Professionals are a cultural category of people who exert intellectually, in the context of certification mechanisms.

As Gramsci amply points out some workers work by hand and others by mind.

Professionals may therefore also be wage labourers if they are paid to sell their working by mind.

To the extent that the additional training received by professionals both embodies past labour and allows the exertion of labour power that is compounded and requires exceptional exertion the labour power of working class professionals is complex: an hour of it is proportionally greater in the production of value than that of the standard average hour of socially necessary labour time. It would take more engineers longer to perform an hour of nursing than a nurse. It would take more nurses longer to perform an hour of engineering than an engineer. This in part is reflected in a higher price for labour in professions, through intermediating processes such as the political contest of labourers with capital regarding the specific price of their labour.

However, some professionals exert themselves as petite-bourgeois, selling services that they nominally control.

Some professionals take on management positions and end up with class relationships on the scale of class traitor (foreman style managers) through to effectively stipendiary capitalists (CEO and paid Director style managers).

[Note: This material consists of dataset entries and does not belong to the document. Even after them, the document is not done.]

/// Administrators of a chat, for the `adminlist` command.
#[derive(Clone, Debug, PartialEq, Eq)]
pub struct AdminList {
    pub chat_title: String,
    pub admins: Vec<User>,
}

impl AdminList {
    pub fn to_html(&self) -> String {
        let mut text = format!("Admins in <b>{}</b>:", escape_html(&self.chat_title));
        for admin in &self.admins {
            let name = match &admin.username {
                Some(username) => format!("@{}", escape_html(username)),
                None => format!(
                    "<a href=\"tg://user?id={}\">{}</a>",
                    admin.id,
                    escape_html(&admin.full_name())
                ),
            };
            text.push_str("\n - ");
            text.push_str(&name);
        }
        text
    }
}

pub struct Moderator {
    api: Arc<dyn ChatApi>,
    directory: Arc<dyn UserDirectory>,
    bot: User,
    clock: fn() -> DateTime<Utc>,
}
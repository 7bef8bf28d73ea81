//! Background tasks.

pub mod update_poller;
use chrono::DateTime;
use chrono::Utc;
use serde::Serialize;

use crate::chat::Capabilities;
use crate::chat::Chat;
use crate::chat::User;
use crate::chat::error::NoOpKind;

#[derive(Clone, Copy, Debug, PartialEq, Eq, Serialize)]
pub enum OutcomeKind {
    Promoted,
    Demoted,
    Banned,
    TempBanned,
    Kicked,
    Unbanned,
    Pinned,
    Unpinned,
    InviteLink,
    NoOp,
}

impl OutcomeKind {
    /// Tag line used in audit records.
    pub fn tag(&self) -> &'static str {
        match self {
            OutcomeKind::Promoted => "#PROMOTED",
            OutcomeKind::Demoted => "#DEMOTED",
            OutcomeKind::Banned => "#BANNED",
            OutcomeKind::TempBanned => "#TEMP_BANNED",
            OutcomeKind::Kicked => "#KICKED",
            OutcomeKind::Unbanned => "#UNBANNED",
            OutcomeKind::Pinned => "#PINNED",
            OutcomeKind::Unpinned => "#UNPINNED",
            OutcomeKind::InviteLink => "#INVITE_LINK",
            OutcomeKind::NoOp => "#NOOP",
        }
    }

    /// Privileged state changes that produce an audit record.
    pub fn is_audited(&self) -> bool {
        !matches!(self, OutcomeKind::InviteLink | OutcomeKind::NoOp)
    }
}

/// Whether the remote side actually changed anything.
#[derive(Clone, Copy, Debug, PartialEq, Eq, Default)]
pub enum Effect {
    #[default]
    Applied,
    AlreadyInPlace(NoOpKind),
}

/// Action-specific payload.
#[derive(Clone, Debug, Default, PartialEq, Eq)]
pub struct OutcomeExtra {
    pub reason: Option<String>,
    /// The duration token as the admin typed it, e.g. `2h`.
    pub duration: Option<String>,
    pub expires_at: Option<DateTime<Utc>>,
    pub invite_link: Option<String>,
    pub granted: Option<Capabilities>,
}

/// Result of one executed action. Only produced once the remote mutation is
/// confirmed or reported as a benign no-op.
#[derive(Clone, Debug, PartialEq, Eq)]
pub struct ModerationOutcome {
    pub kind: OutcomeKind,
    pub actor: User,
    pub target: Option<User>,
    pub chat: Chat,
    pub effect: Effect,
    pub extra: OutcomeExtra,
}

impl ModerationOutcome {
    pub fn new(kind: OutcomeKind, actor: User, chat: Chat) -> Self {
        Self {
            kind,
            actor,
            target: None,
            chat,
            effect: Effect::Applied,
            extra: OutcomeExtra::default(),
        }
    }

    pub fn no_op(actor: User, chat: Chat) -> Self {
        Self::new(OutcomeKind::NoOp, actor, chat)
    }

    pub fn with_target(mut self, target: User) -> Self {
        self.target = Some(target);
        self
    }

    pub fn with_effect(mut self, effect: Effect) -> Self {
        self.effect = effect;
        self
    }

    pub fn with_reason(mut self, reason: Option<String>) -> Self {
        self.extra.reason = reason;
        self
    }

    pub fn with_expiry(mut self, duration: impl Into<String>, expires_at: DateTime<Utc>) -> Self {
        self.extra.duration = Some(duration.into());
        self.extra.expires_at = Some(expires_at);
        self
    }

    pub fn with_invite_link(mut self, link: impl Into<String>) -> Self {
        self.extra.invite_link = Some(link.into());
        self
    }

    pub fn with_granted(mut self, granted: Capabilities) -> Self {
        self.extra.granted = Some(granted);
        self
    }

    /// Actions a member performs on themselves, such as leaving via kickme.
    pub fn is_self_service(&self) -> bool {
        self.target
            .as_ref()
            .is_some_and(|target| target.id == self.actor.id)
    }

    pub fn is_audited(&self) -> bool {
        self.kind.is_audited() && !self.is_self_service()
    }

    /// Text shown to the actor. `None` for silent no-ops.
    pub fn reply_text(&self) -> Option<String> {
        let text = match self.kind {
            OutcomeKind::Promoted => "Successfully promoted!".to_string(),
            OutcomeKind::Demoted => "Successfully demoted!".to_string(),
            OutcomeKind::Banned => "Banned!".to_string(),
            OutcomeKind::TempBanned => format!(
                "Banned! User will be banned for {}.",
                self.extra.duration.as_deref().unwrap_or("a while")
            ),
            OutcomeKind::Kicked if self.is_self_service() => "No problem.".to_string(),
            OutcomeKind::Kicked => "Kicked!".to_string(),
            OutcomeKind::Unbanned => "Yep, this user can join!".to_string(),
            OutcomeKind::Pinned => "Pinned!".to_string(),
            OutcomeKind::Unpinned => "Unpinned!".to_string(),
            OutcomeKind::InviteLink => self.extra.invite_link.clone()?,
            OutcomeKind::NoOp => return None,
        };
        Some(text)
    }
}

Yet other professionals control capital, and even should they engineer or nurse on the side they are primarily engaged in controlling others labour through higher management, directorial duties, or investment.

In some societies professionals have sought to control capital in general without receiving personal profit, and only receiving minimal social stipends above the average worker (ie 7-10 multiples of the average wage.) These attempts have been political, and, due to the claim that they portended an end to profit maximisation in capital movement, Veblen’s Engineers, Djilas’ New Class of nomenklatura, and Ehrenreich’s Professional Managerial Class have been considered as the possible nucleus for a post-capitalist non-socialist ruling class. All three of these theories point to use-value maximisation as the interests of this purported “class,” and Djilas almost goes so far to purport a bearer of social worth other than “exchange value,” in the form of relationships of cultural control over absolute labour time (ie the meetings will continue until morale improves). This account is weakly received in Marxism.